The expected response is a copy of every line in the entries below that includes the word "TransactionType".

Source data:
....
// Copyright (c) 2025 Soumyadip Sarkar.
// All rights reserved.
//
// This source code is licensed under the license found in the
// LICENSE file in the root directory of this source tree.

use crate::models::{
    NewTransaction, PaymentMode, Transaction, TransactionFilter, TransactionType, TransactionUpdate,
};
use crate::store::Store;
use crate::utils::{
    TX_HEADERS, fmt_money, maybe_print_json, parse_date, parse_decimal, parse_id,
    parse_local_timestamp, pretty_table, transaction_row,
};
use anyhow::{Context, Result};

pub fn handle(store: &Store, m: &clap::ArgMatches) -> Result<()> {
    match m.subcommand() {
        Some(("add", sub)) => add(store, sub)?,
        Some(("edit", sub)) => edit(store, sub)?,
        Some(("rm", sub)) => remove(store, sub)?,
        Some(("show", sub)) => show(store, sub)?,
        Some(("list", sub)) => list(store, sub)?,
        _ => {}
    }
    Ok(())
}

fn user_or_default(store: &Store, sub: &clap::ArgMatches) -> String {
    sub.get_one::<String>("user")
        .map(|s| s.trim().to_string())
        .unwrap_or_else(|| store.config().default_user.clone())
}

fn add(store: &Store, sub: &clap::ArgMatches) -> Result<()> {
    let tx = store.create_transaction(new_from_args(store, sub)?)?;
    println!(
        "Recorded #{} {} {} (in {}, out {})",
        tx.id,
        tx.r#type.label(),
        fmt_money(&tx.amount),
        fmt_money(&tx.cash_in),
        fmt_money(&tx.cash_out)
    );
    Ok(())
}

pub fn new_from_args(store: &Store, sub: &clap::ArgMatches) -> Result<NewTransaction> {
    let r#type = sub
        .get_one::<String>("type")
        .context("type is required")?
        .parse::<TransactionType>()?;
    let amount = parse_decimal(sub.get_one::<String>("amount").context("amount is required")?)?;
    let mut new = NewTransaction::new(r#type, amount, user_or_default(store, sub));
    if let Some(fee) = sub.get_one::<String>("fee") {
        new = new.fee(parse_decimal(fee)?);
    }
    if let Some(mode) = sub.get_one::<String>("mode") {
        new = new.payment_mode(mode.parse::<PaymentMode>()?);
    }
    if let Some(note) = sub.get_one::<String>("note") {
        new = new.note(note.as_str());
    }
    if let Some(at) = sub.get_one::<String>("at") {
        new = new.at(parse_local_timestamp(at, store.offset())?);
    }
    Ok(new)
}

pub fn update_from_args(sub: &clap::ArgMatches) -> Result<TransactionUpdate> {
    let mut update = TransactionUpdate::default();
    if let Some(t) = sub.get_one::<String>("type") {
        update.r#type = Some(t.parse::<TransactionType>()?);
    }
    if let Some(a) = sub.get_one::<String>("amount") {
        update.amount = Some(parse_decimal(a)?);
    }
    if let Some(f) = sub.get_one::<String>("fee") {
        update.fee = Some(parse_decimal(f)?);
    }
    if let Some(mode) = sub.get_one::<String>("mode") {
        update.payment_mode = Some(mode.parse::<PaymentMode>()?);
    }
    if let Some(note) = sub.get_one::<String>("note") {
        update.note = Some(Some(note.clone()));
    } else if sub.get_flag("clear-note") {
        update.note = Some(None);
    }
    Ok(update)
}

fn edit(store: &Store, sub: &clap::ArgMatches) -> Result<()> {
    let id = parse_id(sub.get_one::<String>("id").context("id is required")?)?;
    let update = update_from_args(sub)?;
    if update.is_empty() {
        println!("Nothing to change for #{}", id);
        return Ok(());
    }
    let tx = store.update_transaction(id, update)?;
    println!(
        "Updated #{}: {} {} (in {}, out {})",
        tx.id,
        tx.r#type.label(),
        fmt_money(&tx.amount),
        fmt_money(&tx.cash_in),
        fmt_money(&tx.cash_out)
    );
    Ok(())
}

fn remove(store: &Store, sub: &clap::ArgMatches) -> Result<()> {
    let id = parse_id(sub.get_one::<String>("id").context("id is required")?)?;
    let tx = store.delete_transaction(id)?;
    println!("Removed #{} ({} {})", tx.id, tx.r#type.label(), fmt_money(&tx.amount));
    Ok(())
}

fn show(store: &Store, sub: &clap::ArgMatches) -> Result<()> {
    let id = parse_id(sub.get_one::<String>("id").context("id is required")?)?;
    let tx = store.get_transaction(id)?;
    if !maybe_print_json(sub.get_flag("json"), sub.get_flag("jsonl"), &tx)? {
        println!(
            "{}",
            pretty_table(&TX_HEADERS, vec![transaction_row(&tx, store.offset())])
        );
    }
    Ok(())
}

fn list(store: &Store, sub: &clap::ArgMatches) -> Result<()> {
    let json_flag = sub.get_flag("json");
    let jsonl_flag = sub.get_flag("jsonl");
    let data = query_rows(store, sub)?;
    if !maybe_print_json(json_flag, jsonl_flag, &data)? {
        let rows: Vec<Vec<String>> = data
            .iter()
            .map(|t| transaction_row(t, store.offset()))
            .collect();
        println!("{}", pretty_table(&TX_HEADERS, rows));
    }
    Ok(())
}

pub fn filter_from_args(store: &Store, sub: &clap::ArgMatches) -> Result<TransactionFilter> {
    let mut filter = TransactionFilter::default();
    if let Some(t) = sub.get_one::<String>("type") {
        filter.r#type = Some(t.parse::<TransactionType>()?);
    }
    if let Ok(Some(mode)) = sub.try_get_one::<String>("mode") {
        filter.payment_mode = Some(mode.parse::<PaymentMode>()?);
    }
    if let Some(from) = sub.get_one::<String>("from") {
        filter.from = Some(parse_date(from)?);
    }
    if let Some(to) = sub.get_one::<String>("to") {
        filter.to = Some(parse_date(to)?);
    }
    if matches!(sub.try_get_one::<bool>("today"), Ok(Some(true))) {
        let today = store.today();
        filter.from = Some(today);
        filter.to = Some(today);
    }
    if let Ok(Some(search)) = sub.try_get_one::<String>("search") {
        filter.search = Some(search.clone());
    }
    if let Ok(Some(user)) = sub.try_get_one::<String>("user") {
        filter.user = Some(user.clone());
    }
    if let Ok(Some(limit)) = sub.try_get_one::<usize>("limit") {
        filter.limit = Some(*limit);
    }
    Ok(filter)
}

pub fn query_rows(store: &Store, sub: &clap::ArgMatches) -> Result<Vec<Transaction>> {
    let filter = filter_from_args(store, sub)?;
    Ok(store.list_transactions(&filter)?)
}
....
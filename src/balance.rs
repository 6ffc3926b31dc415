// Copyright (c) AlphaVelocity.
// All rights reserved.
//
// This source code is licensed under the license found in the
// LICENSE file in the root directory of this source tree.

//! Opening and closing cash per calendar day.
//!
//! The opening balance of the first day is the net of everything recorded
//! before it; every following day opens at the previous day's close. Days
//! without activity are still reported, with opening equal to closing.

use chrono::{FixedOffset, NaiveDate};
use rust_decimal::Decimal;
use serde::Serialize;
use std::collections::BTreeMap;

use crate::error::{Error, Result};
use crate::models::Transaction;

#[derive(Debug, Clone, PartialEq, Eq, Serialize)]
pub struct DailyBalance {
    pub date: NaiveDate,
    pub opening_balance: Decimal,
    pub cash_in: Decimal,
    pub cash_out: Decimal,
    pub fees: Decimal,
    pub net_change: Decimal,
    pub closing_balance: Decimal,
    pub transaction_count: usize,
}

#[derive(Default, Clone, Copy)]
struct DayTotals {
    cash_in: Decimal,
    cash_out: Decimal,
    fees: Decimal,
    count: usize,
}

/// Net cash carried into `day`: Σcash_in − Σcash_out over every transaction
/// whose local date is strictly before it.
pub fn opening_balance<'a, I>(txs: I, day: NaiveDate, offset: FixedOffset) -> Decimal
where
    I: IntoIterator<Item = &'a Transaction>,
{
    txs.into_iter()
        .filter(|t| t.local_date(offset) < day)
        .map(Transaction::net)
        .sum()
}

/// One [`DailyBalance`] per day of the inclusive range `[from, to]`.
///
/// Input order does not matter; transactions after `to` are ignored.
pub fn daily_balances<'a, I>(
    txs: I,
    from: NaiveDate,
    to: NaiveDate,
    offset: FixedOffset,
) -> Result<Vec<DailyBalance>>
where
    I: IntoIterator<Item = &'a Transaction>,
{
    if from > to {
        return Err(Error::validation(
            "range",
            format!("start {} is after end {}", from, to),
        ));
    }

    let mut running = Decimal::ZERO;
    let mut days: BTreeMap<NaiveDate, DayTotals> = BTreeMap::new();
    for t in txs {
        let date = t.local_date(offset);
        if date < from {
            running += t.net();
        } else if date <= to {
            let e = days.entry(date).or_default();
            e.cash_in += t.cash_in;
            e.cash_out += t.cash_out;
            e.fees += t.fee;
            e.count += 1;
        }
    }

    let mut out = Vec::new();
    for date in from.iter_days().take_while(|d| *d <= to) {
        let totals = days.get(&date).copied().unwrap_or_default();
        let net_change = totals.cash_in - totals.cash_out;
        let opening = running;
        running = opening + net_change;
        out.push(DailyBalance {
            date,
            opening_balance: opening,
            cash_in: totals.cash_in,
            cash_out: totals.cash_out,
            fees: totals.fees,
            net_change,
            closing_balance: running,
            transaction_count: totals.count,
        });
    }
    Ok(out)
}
....
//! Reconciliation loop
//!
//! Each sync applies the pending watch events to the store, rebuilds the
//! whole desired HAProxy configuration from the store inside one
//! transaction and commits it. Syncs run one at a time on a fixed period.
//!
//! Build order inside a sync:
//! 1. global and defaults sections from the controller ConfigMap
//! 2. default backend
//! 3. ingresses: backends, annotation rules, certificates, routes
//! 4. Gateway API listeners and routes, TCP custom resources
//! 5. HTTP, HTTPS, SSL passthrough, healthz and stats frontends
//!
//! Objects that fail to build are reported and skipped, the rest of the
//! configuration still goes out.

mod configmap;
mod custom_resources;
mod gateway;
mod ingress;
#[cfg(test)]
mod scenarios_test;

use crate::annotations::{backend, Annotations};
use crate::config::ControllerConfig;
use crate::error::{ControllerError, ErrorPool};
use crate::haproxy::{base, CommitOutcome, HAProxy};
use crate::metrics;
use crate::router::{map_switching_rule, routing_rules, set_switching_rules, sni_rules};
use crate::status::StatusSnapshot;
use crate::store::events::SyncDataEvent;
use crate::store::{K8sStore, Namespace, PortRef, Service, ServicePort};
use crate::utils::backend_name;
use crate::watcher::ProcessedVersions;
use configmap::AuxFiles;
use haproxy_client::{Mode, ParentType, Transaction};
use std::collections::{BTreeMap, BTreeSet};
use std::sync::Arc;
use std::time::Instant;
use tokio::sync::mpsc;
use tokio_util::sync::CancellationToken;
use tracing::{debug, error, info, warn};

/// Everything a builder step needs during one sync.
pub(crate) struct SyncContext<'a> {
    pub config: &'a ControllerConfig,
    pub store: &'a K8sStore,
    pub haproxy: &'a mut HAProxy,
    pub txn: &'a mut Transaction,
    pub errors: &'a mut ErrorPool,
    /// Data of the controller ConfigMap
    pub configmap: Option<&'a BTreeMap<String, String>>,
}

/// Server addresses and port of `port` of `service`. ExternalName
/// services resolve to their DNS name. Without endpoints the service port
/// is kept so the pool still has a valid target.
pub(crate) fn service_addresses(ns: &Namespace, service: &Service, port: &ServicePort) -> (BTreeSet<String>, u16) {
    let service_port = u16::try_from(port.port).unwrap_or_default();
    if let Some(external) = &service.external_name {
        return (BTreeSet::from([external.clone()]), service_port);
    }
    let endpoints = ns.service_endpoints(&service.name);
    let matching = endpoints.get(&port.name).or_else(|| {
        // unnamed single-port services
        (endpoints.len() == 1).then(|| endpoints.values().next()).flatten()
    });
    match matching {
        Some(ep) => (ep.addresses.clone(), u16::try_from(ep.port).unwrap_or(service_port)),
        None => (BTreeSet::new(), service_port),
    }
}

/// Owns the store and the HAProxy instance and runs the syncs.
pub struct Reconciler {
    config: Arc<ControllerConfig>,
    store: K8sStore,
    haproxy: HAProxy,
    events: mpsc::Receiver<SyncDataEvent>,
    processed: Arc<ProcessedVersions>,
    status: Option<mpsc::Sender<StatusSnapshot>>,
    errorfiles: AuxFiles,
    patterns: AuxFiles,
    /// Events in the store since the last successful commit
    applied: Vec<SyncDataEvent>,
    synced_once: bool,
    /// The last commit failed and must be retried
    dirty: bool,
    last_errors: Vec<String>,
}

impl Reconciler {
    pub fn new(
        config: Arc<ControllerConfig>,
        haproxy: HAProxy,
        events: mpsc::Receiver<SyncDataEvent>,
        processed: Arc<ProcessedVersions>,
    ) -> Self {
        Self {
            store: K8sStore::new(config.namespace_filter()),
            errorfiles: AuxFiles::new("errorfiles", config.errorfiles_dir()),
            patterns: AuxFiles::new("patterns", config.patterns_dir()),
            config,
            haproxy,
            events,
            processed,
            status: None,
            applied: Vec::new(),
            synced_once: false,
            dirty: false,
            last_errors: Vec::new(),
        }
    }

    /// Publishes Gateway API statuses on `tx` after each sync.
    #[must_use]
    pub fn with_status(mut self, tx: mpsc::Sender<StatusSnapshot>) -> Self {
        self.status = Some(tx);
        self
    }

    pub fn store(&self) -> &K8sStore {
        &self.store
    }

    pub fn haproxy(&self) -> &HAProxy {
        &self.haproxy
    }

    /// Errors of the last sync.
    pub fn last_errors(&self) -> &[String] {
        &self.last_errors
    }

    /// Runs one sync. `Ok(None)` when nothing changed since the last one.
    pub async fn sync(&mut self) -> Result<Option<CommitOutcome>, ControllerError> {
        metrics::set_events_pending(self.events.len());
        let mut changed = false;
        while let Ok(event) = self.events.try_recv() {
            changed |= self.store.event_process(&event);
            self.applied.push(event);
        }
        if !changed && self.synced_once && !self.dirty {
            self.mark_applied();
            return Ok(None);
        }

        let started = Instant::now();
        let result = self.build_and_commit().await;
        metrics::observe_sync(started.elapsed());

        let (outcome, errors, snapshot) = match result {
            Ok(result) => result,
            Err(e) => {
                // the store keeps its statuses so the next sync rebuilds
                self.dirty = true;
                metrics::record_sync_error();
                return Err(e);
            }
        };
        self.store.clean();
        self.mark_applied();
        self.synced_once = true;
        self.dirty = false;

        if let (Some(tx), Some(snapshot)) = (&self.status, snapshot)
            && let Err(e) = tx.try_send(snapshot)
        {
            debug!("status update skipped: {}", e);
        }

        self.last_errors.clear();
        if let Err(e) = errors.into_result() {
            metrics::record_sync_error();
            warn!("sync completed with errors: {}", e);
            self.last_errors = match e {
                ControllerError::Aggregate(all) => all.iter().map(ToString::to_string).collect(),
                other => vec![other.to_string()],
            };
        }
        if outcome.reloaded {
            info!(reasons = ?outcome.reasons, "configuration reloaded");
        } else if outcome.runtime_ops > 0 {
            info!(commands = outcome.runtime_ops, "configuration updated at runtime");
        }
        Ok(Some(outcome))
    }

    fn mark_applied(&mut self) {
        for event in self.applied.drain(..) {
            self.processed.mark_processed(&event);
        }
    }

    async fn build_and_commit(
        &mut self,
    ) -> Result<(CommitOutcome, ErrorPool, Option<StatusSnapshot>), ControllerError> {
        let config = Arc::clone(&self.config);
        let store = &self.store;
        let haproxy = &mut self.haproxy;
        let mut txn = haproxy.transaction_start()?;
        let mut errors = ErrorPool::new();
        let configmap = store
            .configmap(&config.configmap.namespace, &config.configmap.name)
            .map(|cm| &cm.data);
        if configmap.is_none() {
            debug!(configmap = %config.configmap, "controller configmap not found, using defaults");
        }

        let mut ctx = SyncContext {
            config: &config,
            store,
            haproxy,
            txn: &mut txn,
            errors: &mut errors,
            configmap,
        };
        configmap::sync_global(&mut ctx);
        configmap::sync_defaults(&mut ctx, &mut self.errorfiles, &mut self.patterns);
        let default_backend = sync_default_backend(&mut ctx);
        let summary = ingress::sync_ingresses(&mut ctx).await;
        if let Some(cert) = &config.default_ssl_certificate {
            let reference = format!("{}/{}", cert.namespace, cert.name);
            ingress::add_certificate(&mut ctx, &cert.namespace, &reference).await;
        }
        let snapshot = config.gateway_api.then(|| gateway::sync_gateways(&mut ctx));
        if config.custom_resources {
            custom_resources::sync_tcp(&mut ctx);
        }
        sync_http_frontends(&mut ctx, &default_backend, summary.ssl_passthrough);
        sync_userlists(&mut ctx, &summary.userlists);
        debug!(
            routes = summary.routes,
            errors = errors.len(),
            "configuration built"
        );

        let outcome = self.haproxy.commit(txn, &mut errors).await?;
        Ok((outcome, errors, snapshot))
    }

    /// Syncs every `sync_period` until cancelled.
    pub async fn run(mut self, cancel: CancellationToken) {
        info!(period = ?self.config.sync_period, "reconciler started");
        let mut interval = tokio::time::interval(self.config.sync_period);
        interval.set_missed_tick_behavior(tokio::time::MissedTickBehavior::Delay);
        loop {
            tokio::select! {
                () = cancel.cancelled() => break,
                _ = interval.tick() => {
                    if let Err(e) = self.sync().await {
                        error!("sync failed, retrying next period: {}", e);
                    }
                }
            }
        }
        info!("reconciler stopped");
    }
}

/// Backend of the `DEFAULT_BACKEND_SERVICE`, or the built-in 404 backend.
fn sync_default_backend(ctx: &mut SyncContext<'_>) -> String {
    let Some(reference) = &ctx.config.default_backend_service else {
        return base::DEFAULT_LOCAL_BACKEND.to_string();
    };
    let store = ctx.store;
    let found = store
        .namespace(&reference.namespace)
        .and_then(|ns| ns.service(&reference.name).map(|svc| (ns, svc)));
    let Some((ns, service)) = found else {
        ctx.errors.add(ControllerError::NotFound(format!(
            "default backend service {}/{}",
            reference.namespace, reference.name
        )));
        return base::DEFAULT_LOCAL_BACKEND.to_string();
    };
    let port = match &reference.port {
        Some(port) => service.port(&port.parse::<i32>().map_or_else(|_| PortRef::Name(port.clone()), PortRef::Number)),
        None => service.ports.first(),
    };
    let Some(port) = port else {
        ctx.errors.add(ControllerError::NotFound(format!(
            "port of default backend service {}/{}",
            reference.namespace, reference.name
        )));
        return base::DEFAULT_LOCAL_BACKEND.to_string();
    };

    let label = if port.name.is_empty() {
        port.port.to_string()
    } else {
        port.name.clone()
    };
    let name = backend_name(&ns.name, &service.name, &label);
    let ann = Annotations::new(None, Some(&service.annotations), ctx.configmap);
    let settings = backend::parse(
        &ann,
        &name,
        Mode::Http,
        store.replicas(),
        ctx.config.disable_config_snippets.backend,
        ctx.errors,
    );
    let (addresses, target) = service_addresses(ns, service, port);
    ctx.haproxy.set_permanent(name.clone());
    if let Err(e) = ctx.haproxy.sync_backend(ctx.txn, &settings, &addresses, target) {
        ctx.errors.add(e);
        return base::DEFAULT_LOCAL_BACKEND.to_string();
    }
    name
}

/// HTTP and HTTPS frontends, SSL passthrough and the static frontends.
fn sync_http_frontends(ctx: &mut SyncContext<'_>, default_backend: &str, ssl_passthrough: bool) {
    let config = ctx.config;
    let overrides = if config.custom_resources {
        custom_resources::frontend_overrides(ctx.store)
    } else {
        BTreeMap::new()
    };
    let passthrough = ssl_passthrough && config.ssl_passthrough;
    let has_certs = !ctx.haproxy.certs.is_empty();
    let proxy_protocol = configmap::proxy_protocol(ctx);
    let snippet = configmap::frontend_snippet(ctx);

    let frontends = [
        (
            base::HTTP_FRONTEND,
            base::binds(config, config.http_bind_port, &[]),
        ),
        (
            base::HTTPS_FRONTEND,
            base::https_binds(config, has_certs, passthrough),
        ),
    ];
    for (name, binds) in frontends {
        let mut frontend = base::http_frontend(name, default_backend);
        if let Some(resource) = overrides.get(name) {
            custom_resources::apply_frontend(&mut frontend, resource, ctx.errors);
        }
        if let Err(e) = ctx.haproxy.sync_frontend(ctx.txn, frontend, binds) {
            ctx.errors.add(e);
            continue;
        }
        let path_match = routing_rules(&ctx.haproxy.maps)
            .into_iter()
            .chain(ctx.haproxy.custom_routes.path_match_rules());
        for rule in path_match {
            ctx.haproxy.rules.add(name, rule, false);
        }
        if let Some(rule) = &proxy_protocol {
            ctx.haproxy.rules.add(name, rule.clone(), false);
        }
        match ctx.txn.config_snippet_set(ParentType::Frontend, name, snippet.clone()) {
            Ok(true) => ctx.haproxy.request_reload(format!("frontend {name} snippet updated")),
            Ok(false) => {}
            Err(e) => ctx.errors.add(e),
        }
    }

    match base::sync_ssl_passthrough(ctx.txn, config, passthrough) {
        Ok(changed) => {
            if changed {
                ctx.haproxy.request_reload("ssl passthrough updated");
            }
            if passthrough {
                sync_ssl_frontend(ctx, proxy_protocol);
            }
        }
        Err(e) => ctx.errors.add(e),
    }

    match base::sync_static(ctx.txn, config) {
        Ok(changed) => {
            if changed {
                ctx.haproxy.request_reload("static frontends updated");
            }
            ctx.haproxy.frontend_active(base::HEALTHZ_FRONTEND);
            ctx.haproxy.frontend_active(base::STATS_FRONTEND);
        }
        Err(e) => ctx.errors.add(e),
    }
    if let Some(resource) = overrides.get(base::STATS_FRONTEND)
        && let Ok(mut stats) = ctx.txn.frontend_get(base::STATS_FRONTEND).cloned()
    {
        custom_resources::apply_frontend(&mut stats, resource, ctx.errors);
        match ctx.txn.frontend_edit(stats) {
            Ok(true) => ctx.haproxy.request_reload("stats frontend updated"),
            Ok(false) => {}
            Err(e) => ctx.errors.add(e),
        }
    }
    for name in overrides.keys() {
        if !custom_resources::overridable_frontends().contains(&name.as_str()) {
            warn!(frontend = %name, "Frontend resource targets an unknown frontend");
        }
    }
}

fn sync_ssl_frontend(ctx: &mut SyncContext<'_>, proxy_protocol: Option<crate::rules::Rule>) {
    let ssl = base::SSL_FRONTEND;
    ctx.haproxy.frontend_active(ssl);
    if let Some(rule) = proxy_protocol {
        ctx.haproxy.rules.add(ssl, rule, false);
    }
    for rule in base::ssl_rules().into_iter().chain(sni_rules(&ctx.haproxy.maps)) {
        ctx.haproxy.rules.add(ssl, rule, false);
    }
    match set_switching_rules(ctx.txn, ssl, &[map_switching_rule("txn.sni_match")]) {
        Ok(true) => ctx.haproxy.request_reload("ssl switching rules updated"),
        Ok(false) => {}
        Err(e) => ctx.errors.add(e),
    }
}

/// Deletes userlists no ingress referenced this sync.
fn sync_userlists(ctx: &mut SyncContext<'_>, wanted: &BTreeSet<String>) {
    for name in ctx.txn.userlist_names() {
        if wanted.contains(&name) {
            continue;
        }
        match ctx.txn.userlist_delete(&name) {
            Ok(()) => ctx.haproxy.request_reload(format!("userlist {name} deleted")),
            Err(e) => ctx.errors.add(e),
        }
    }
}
....
■ WRITTEN ANSWER ■
    NewTransaction, PaymentMode, Transaction, TransactionFilter, TransactionType, TransactionUpdate,
        .parse::<TransactionType>()?;
        update.r#type = Some(t.parse::<TransactionType>()?);
        filter.r#type = Some(t.parse::<TransactionType>()?);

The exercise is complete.